* [EXTRACTED MATERIAL]
= = = =
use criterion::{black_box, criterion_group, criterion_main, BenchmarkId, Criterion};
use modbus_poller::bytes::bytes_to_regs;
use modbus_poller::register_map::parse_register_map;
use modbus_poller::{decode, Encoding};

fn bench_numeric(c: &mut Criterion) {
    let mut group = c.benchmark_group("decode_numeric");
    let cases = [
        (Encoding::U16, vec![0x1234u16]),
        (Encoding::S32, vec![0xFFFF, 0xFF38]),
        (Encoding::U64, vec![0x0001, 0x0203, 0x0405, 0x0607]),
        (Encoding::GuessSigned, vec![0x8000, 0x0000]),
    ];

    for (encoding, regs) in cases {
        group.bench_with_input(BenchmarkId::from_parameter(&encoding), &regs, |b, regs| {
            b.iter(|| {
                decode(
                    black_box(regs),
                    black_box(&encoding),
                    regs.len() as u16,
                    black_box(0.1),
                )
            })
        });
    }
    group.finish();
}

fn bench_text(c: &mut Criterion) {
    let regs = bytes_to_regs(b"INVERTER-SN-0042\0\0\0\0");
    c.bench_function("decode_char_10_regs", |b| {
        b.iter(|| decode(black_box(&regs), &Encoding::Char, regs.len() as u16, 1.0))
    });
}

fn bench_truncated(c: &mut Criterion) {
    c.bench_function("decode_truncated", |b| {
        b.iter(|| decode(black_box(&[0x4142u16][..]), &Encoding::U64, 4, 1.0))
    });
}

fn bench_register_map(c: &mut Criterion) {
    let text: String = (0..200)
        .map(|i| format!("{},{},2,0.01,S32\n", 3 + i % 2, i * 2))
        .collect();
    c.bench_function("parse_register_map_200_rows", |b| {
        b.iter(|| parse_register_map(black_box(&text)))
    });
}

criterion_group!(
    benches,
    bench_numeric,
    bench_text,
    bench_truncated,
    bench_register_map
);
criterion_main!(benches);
= = = =
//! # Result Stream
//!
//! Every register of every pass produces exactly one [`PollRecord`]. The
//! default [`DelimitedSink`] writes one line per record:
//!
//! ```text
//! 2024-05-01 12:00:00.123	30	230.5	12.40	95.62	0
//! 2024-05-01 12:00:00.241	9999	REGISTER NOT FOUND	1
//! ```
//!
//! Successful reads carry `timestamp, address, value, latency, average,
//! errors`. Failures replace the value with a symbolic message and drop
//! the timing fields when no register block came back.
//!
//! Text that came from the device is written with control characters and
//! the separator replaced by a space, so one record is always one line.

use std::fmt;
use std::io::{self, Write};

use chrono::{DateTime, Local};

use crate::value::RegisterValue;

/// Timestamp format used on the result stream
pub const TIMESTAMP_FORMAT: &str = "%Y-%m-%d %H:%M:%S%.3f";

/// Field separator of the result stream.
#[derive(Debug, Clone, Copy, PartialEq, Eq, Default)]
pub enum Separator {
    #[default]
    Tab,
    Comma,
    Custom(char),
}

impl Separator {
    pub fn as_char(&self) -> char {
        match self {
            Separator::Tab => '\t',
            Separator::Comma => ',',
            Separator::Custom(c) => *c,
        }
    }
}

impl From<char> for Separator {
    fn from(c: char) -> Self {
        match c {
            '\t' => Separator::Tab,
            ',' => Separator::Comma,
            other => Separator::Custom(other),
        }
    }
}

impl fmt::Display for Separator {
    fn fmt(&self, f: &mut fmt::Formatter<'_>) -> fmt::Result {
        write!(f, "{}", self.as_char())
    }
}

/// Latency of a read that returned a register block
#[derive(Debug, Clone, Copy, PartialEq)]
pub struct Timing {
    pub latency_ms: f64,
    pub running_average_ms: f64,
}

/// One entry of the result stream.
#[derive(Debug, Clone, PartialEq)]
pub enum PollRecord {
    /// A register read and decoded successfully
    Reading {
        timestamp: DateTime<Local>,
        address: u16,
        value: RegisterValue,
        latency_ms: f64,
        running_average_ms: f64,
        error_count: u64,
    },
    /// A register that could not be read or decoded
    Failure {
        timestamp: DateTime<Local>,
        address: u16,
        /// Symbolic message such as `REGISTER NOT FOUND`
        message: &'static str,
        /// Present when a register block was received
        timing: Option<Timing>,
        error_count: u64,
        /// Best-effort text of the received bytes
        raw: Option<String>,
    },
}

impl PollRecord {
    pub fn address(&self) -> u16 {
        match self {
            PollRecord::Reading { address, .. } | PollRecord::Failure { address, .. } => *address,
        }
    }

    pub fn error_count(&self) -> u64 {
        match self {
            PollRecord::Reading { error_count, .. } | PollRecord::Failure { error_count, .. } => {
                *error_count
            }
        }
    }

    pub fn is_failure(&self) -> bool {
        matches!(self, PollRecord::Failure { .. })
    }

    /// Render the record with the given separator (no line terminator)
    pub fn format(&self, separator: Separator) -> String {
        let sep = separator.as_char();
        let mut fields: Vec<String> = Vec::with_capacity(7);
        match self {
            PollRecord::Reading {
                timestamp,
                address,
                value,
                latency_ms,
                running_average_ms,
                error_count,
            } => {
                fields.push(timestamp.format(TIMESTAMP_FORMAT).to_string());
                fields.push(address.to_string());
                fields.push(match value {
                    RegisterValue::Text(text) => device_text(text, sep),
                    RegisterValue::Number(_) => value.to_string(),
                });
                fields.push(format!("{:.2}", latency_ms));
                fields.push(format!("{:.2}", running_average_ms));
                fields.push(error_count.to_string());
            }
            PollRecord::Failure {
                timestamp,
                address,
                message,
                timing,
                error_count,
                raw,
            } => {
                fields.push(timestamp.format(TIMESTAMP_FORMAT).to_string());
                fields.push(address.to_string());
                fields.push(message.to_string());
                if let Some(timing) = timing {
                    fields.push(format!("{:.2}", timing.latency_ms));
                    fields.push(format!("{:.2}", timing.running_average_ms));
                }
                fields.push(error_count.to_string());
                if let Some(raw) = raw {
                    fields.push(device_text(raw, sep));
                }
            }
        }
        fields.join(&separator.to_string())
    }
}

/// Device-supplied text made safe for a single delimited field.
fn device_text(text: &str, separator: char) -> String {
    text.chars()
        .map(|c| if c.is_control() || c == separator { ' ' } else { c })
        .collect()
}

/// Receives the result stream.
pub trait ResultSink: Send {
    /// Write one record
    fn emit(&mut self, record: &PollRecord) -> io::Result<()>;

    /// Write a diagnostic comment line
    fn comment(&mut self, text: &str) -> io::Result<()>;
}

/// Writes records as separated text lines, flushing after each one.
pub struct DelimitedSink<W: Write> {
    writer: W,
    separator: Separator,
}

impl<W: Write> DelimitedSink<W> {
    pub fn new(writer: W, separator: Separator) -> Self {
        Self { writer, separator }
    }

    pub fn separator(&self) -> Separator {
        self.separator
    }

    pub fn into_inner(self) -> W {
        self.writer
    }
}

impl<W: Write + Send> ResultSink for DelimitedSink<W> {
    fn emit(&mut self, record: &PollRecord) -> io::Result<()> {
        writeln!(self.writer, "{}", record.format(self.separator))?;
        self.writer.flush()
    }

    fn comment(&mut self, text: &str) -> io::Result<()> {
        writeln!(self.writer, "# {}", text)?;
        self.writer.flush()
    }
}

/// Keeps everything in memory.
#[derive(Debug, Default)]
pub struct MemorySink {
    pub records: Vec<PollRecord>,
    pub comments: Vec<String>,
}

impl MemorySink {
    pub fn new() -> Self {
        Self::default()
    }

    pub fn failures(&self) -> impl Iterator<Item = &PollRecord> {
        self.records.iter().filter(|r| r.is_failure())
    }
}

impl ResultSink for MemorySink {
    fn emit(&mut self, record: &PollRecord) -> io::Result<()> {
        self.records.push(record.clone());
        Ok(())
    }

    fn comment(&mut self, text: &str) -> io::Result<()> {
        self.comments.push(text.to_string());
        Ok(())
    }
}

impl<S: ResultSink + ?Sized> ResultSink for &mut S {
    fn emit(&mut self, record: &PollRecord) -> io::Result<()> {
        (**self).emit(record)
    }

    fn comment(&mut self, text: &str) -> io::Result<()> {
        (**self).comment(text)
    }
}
= = = =
* [DIRECTIONS FOR THIS TASK] Where in the entries above does the word "Custom" appear? Copy each line that has it.

* [TASK RESULT]
    Custom(char),
            Separator::Custom(c) => *c,
            other => Separator::Custom(other),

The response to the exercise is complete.